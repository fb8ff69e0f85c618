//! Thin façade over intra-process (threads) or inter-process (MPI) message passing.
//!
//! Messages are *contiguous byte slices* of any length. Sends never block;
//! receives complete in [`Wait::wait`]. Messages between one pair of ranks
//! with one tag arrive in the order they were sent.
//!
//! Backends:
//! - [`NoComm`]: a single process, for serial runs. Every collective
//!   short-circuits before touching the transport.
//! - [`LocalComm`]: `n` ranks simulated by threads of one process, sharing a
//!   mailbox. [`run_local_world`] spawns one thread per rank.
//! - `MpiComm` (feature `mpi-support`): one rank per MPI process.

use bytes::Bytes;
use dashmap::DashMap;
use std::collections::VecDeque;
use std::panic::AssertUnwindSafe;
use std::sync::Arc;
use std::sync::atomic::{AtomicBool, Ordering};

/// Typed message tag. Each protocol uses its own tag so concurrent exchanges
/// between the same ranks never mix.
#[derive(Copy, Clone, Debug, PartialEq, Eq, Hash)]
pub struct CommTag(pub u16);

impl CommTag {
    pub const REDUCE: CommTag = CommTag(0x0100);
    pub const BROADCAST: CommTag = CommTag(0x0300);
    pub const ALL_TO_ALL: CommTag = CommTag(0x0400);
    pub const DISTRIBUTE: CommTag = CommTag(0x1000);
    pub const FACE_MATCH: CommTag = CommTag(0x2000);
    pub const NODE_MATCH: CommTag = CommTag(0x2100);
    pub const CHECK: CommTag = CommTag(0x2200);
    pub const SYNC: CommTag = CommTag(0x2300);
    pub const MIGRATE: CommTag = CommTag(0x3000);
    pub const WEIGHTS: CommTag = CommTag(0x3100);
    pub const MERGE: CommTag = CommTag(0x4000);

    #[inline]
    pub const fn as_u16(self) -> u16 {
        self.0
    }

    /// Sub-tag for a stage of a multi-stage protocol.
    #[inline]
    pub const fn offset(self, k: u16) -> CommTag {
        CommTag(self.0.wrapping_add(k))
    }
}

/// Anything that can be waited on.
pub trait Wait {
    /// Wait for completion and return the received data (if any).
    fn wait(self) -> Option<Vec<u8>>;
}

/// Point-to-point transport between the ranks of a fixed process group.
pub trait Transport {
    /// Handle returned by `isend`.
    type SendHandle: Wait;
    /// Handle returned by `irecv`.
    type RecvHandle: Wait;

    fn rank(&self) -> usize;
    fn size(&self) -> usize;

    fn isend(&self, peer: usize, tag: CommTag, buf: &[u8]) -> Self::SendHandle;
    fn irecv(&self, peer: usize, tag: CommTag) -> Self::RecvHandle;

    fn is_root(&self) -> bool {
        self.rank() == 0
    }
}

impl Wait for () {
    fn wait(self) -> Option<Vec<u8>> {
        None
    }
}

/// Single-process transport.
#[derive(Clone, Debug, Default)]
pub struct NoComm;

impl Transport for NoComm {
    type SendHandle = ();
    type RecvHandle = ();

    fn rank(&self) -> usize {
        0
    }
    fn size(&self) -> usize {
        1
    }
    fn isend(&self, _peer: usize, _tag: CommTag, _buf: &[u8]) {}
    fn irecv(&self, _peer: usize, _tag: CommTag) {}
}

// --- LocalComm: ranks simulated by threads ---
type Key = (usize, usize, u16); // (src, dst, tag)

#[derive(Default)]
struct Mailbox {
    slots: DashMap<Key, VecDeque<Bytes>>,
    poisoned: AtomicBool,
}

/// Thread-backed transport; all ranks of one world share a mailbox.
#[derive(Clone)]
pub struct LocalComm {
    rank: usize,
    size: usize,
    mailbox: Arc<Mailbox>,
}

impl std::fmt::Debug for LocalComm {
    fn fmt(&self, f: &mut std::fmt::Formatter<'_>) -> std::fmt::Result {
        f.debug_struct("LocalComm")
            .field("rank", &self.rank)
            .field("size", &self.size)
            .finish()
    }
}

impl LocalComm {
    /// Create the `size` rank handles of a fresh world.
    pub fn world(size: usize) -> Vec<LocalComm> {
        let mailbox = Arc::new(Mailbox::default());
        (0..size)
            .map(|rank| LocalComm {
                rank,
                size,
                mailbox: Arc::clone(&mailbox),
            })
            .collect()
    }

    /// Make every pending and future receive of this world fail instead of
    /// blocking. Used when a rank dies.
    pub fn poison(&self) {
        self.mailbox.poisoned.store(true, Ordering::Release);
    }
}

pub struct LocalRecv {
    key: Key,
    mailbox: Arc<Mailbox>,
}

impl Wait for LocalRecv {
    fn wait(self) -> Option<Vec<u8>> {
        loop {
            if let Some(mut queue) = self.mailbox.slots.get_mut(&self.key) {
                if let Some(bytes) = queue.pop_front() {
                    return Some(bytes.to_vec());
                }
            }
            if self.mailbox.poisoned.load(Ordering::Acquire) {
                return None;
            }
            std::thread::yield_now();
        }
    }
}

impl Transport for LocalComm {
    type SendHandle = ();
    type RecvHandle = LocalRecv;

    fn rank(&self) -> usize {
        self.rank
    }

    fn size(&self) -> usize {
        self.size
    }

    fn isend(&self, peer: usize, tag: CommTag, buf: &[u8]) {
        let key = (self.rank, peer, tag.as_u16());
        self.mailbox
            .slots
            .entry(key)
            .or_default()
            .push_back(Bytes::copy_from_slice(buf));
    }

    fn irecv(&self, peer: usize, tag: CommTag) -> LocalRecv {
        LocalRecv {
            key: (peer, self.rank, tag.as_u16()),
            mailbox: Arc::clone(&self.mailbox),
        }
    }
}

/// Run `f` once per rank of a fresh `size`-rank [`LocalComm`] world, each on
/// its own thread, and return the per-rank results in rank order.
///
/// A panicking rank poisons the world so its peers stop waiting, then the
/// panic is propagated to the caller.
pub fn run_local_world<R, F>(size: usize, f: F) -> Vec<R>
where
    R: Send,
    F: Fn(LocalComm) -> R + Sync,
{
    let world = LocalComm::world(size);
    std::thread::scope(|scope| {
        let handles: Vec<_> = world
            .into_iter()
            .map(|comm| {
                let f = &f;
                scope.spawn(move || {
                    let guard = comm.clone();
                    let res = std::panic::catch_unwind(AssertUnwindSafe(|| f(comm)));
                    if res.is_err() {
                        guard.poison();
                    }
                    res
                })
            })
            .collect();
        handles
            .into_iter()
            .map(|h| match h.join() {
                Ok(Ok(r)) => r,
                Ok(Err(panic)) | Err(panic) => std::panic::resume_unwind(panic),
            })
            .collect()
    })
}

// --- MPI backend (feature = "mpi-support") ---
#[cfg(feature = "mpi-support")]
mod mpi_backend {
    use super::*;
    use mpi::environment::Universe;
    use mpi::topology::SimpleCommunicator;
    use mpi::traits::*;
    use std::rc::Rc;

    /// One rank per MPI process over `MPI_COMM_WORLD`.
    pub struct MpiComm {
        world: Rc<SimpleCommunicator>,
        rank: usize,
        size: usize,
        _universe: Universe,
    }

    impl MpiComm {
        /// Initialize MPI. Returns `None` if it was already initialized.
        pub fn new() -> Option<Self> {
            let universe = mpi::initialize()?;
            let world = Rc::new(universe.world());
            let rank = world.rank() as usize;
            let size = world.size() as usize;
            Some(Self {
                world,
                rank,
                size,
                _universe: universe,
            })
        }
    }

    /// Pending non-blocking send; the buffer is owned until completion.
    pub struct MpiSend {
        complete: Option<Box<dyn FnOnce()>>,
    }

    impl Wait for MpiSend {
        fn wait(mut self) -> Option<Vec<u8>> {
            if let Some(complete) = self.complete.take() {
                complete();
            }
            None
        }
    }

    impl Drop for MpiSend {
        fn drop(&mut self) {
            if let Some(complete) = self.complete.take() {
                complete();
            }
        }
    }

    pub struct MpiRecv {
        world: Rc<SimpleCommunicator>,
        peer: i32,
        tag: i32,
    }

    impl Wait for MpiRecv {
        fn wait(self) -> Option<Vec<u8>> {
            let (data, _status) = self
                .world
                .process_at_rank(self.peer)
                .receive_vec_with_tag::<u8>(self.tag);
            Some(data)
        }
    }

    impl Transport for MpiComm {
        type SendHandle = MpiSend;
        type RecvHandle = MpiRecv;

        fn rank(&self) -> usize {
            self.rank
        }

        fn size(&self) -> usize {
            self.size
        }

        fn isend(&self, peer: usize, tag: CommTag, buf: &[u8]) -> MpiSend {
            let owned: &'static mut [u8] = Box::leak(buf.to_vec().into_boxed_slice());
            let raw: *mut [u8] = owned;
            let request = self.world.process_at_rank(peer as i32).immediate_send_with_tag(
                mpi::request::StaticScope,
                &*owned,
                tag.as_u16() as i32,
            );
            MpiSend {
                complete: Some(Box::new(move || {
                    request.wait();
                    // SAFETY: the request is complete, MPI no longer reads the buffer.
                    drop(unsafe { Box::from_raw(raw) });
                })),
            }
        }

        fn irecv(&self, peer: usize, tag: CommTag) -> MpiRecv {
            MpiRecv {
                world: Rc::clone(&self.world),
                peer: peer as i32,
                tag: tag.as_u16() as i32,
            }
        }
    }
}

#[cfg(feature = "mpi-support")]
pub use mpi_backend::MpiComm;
◆ ◆ ◆
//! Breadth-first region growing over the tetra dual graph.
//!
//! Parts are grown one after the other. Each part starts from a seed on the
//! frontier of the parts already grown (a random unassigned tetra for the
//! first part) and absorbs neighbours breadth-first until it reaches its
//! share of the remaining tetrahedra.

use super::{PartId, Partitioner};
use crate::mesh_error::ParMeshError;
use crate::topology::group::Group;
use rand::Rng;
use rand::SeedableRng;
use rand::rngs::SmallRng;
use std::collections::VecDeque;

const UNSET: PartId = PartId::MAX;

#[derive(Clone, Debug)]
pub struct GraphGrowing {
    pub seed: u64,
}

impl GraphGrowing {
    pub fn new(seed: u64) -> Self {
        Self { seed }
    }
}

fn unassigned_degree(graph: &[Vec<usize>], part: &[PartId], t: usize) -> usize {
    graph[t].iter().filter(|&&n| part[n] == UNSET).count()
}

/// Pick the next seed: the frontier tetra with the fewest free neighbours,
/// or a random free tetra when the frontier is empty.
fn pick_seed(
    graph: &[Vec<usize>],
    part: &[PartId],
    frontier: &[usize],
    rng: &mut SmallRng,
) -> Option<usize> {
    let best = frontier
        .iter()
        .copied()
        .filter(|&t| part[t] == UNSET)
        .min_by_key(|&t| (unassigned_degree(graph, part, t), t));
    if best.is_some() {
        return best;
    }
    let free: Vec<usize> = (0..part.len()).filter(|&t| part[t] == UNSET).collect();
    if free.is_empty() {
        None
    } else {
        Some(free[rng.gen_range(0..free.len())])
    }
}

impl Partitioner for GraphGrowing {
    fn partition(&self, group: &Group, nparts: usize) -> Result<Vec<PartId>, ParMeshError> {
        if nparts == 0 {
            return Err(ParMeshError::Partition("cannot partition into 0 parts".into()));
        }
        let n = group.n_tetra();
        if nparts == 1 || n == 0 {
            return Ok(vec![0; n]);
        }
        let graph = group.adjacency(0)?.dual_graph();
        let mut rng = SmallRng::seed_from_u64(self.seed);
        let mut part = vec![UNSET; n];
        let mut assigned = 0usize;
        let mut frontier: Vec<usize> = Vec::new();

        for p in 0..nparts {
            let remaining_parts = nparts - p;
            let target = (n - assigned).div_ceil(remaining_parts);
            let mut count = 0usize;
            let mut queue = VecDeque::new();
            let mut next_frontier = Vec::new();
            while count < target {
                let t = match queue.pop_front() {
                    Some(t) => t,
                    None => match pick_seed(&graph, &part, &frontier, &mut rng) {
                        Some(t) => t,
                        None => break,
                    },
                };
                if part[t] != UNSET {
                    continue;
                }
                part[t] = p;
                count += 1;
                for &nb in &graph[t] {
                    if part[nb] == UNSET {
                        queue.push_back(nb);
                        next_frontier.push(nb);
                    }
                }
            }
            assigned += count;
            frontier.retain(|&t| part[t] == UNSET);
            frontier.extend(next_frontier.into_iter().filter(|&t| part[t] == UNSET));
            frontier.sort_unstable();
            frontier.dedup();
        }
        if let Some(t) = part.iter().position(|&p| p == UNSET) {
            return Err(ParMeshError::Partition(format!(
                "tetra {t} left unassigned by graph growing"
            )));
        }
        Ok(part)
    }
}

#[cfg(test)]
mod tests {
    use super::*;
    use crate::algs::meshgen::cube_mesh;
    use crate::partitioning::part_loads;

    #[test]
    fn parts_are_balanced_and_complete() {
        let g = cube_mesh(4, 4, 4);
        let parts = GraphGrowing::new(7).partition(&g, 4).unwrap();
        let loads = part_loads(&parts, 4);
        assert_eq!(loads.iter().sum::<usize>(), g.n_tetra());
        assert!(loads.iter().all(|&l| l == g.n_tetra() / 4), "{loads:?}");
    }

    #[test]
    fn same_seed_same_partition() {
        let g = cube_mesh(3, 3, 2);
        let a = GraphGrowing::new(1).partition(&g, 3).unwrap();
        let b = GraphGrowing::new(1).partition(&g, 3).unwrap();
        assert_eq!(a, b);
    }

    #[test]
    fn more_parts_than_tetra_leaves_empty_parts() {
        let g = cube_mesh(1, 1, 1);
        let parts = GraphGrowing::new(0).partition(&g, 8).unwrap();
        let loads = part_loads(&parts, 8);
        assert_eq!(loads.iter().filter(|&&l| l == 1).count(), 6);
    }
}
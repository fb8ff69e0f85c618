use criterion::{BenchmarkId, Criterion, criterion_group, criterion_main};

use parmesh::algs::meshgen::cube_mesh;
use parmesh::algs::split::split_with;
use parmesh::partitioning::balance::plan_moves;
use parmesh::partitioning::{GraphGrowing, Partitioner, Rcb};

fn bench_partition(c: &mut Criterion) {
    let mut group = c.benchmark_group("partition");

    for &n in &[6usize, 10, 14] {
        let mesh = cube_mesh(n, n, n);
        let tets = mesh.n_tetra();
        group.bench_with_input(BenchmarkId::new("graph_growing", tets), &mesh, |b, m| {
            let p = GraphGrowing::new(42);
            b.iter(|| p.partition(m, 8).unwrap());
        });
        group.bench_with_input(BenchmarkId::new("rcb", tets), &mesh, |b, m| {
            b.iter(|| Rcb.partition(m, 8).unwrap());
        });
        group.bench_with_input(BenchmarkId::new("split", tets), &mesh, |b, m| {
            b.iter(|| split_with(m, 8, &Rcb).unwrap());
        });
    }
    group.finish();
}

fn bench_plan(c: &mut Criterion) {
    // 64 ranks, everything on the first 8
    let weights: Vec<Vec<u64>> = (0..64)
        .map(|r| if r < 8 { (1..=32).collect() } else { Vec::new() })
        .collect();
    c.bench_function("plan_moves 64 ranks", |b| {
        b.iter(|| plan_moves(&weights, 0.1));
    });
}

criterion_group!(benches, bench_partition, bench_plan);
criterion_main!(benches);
◆ ◆ ◆
All that is wanted is the stretch of lines above from the one containing "assert_eq!(loads.iter().sum::<usize>(), g.n_tetra());" through the one containing "let weights: Vec<Vec<u64>> = (0..64)", duplicated exactly.

        assert_eq!(loads.iter().sum::<usize>(), g.n_tetra());
        assert!(loads.iter().all(|&l| l == g.n_tetra() / 4), "{loads:?}");
    }

    #[test]
    fn same_seed_same_partition() {
        let g = cube_mesh(3, 3, 2);
        let a = GraphGrowing::new(1).partition(&g, 3).unwrap();
        let b = GraphGrowing::new(1).partition(&g, 3).unwrap();
        assert_eq!(a, b);
    }

    #[test]
    fn more_parts_than_tetra_leaves_empty_parts() {
        let g = cube_mesh(1, 1, 1);
        let parts = GraphGrowing::new(0).partition(&g, 8).unwrap();
        let loads = part_loads(&parts, 8);
        assert_eq!(loads.iter().filter(|&&l| l == 1).count(), 6);
    }
}
repository fb8ff69e0f85c618
use criterion::{BenchmarkId, Criterion, criterion_group, criterion_main};

use parmesh::algs::meshgen::cube_mesh;
use parmesh::algs::split::split_with;
use parmesh::partitioning::balance::plan_moves;
use parmesh::partitioning::{GraphGrowing, Partitioner, Rcb};

fn bench_partition(c: &mut Criterion) {
    let mut group = c.benchmark_group("partition");

    for &n in &[6usize, 10, 14] {
        let mesh = cube_mesh(n, n, n);
        let tets = mesh.n_tetra();
        group.bench_with_input(BenchmarkId::new("graph_growing", tets), &mesh, |b, m| {
            let p = GraphGrowing::new(42);
            b.iter(|| p.partition(m, 8).unwrap());
        });
        group.bench_with_input(BenchmarkId::new("rcb", tets), &mesh, |b, m| {
            b.iter(|| Rcb.partition(m, 8).unwrap());
        });
        group.bench_with_input(BenchmarkId::new("split", tets), &mesh, |b, m| {
            b.iter(|| split_with(m, 8, &Rcb).unwrap());
        });
    }
    group.finish();
}

fn bench_plan(c: &mut Criterion) {
    // 64 ranks, everything on the first 8
    let weights: Vec<Vec<u64>> = (0..64)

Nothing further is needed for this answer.